Saved data entries |

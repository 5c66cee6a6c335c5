//! Terrain types and the modifiers combat reads from them

use serde::{Deserialize, Serialize};

/// Terrain of an operational hex
#[derive(Debug, Clone, Copy, PartialEq, Eq, Hash, Default, Serialize, Deserialize)]
pub enum Terrain {
    #[default]
    Clear,
    Forest,
    Hills,
    Mountains,
    Marsh,
    Urban,
    Water,
}

impl Terrain {
    /// Cover the terrain gives defenders (divides their loss rate)
    pub fn defense(&self) -> f64 {
        match self {
            Self::Clear => 1.0,
            Self::Forest => 1.3,
            Self::Hills => 1.4,
            Self::Mountains => 2.0,
            Self::Marsh => 1.2,
            Self::Urban => 1.8,
            Self::Water => 1.0,
        }
    }

    /// How much defensive power a hex of this terrain packs per frontage
    pub fn density(&self) -> f64 {
        match self {
            Self::Clear => 1.0,
            Self::Forest => 1.3,
            Self::Hills => 1.2,
            Self::Mountains => 1.6,
            Self::Marsh => 0.8,
            Self::Urban => 1.5,
            Self::Water => 1.0,
        }
    }

    /// Extra defensive value of broken ground
    pub fn rough_defense(&self) -> f64 {
        match self {
            Self::Clear => 1.0,
            Self::Forest => 1.1,
            Self::Hills => 1.2,
            Self::Mountains => 1.5,
            Self::Marsh => 1.3,
            Self::Urban => 1.2,
            Self::Water => 1.0,
        }
    }

    /// March time to enter a hex of this terrain, `None` if impassable
    pub fn movement_minutes(&self) -> Option<f64> {
        match self {
            Self::Clear => Some(120.0),
            Self::Forest => Some(240.0),
            Self::Hills => Some(240.0),
            Self::Mountains => Some(480.0),
            Self::Marsh => Some(360.0),
            Self::Urban => Some(180.0),
            Self::Water => None,
        }
    }

    pub fn is_passable(&self) -> bool {
        self.movement_minutes().is_some()
    }
}

/// Type of hex edge crossed when entering a combat
#[derive(Debug, Clone, Copy, PartialEq, Eq, Hash, Default, Serialize, Deserialize)]
pub enum EdgeCrossing {
    #[default]
    Plain,
    River,
    Coast,
}

impl EdgeCrossing {
    /// Index into per-crossing tables
    pub fn index(&self) -> usize {
        match self {
            Self::Plain => 0,
            Self::River => 1,
            Self::Coast => 2,
        }
    }
}

/// Terrain and fortification modifiers cached by a combat
#[derive(Debug, Clone, Copy, PartialEq, Serialize, Deserialize)]
pub struct TerrainModifiers {
    pub defense: f64,
    pub density: f64,
    pub rough_defense: f64,
    pub fortification: f64,
}

impl Default for TerrainModifiers {
    fn default() -> Self {
        Self {
            defense: 1.0,
            density: 1.0,
            rough_defense: 1.0,
            fortification: 1.0,
        }
    }
}

impl TerrainModifiers {
    /// Divisor applied to defender loss probabilities
    pub fn cover(&self) -> f64 {
        (self.defense * self.fortification).max(1.0)
    }

    /// Multiplier applied to raw defensive power when computing density
    pub fn density_factor(&self) -> f64 {
        self.density * self.fortification * self.rough_defense
    }
}

#[cfg(test)]
mod tests {
    use super::*;

    #[test]
    fn test_water_impassable() {
        assert!(!Terrain::Water.is_passable());
        assert!(Terrain::Clear.is_passable());
    }

    #[test]
    fn test_rougher_terrain_defends_better() {
        assert!(Terrain::Hills.defense() > Terrain::Clear.defense());
        assert!(Terrain::Mountains.defense() > Terrain::Hills.defense());
    }

    #[test]
    fn test_cover_never_below_one() {
        let mods = TerrainModifiers {
            defense: 0.5,
            ..TerrainModifiers::default()
        };
        assert_eq!(mods.cover(), 1.0);
    }

    #[test]
    fn test_crossing_indices() {
        assert_eq!(EdgeCrossing::Plain.index(), 0);
        assert_eq!(EdgeCrossing::River.index(), 1);
        assert_eq!(EdgeCrossing::Coast.index(), 2);
    }
}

ACTIVITY | Each entry must be set down exactly as it appears.

RESULT OF THIS TASK |
repository 5c66cee6a6c335c5
//! Terrain types and the modifiers combat reads from them

use serde::{Deserialize, Serialize};

/// Terrain of an operational hex
#[derive(Debug, Clone, Copy, PartialEq, Eq, Hash, Default, Serialize, Deserialize)]
pub enum Terrain {
    #[default]
    Clear,
    Forest,
    Hills,
    Mountains,
    Marsh,
    Urban,
    Water,
}

impl Terrain {
    /// Cover the terrain gives defenders (divides their loss rate)
    pub fn defense(&self) -> f64 {
        match self {
            Self::Clear => 1.0,
            Self::Forest => 1.3,
            Self::Hills => 1.4,
            Self::Mountains => 2.0,
            Self::Marsh => 1.2,
            Self::Urban => 1.8,
            Self::Water => 1.0,
        }
    }

    /// How much defensive power a hex of this terrain packs per frontage
    pub fn density(&self) -> f64 {
        match self {
            Self::Clear => 1.0,
            Self::Forest => 1.3,
            Self::Hills => 1.2,
            Self::Mountains => 1.6,
            Self::Marsh => 0.8,
            Self::Urban => 1.5,
            Self::Water => 1.0,
        }
    }

    /// Extra defensive value of broken ground
    pub fn rough_defense(&self) -> f64 {
        match self {
            Self::Clear => 1.0,
            Self::Forest => 1.1,
            Self::Hills => 1.2,
            Self::Mountains => 1.5,
            Self::Marsh => 1.3,
            Self::Urban => 1.2,
            Self::Water => 1.0,
        }
    }

    /// March time to enter a hex of this terrain, `None` if impassable
    pub fn movement_minutes(&self) -> Option<f64> {
        match self {
            Self::Clear => Some(120.0),
            Self::Forest => Some(240.0),
            Self::Hills => Some(240.0),
            Self::Mountains => Some(480.0),
            Self::Marsh => Some(360.0),
            Self::Urban => Some(180.0),
            Self::Water => None,
        }
    }

    pub fn is_passable(&self) -> bool {
        self.movement_minutes().is_some()
    }
}

/// Type of hex edge crossed when entering a combat
#[derive(Debug, Clone, Copy, PartialEq, Eq, Hash, Default, Serialize, Deserialize)]
pub enum EdgeCrossing {
    #[default]
    Plain,
    River,
    Coast,
}

impl EdgeCrossing {
    /// Index into per-crossing tables
    pub fn index(&self) -> usize {
        match self {
            Self::Plain => 0,
            Self::River => 1,
            Self::Coast => 2,
        }
    }
}

/// Terrain and fortification modifiers cached by a combat
#[derive(Debug, Clone, Copy, PartialEq, Serialize, Deserialize)]
pub struct TerrainModifiers {
    pub defense: f64,
    pub density: f64,
    pub rough_defense: f64,
    pub fortification: f64,
}

impl Default for TerrainModifiers {
    fn default() -> Self {
        Self {
            defense: 1.0,
            density: 1.0,
            rough_defense: 1.0,
            fortification: 1.0,
        }
    }
}

impl TerrainModifiers {
    /// Divisor applied to defender loss probabilities
    pub fn cover(&self) -> f64 {
        (self.defense * self.fortification).max(1.0)
    }

    /// Multiplier applied to raw defensive power when computing density
    pub fn density_factor(&self) -> f64 {
        self.density * self.fortification * self.rough_defense
    }
}

#[cfg(test)]
mod tests {
    use super::*;

    #[test]
    fn test_water_impassable() {
        assert!(!Terrain::Water.is_passable());
        assert!(Terrain::Clear.is_passable());
    }

    #[test]
    fn test_rougher_terrain_defends_better() {
        assert!(Terrain::Hills.defense() > Terrain::Clear.defense());
        assert!(Terrain::Mountains.defense() > Terrain::Hills.defense());
    }

    #[test]
    fn test_cover_never_below_one() {
        let mods = TerrainModifiers {
            defense: 0.5,
            ..TerrainModifiers::default()
        };
        assert_eq!(mods.cover(), 1.0);
    }

    #[test]
    fn test_crossing_indices() {
        assert_eq!(EdgeCrossing::Plain.index(), 0);
        assert_eq!(EdgeCrossing::River.index(), 1);
        assert_eq!(EdgeCrossing::Coast.index(), 2);
    }
}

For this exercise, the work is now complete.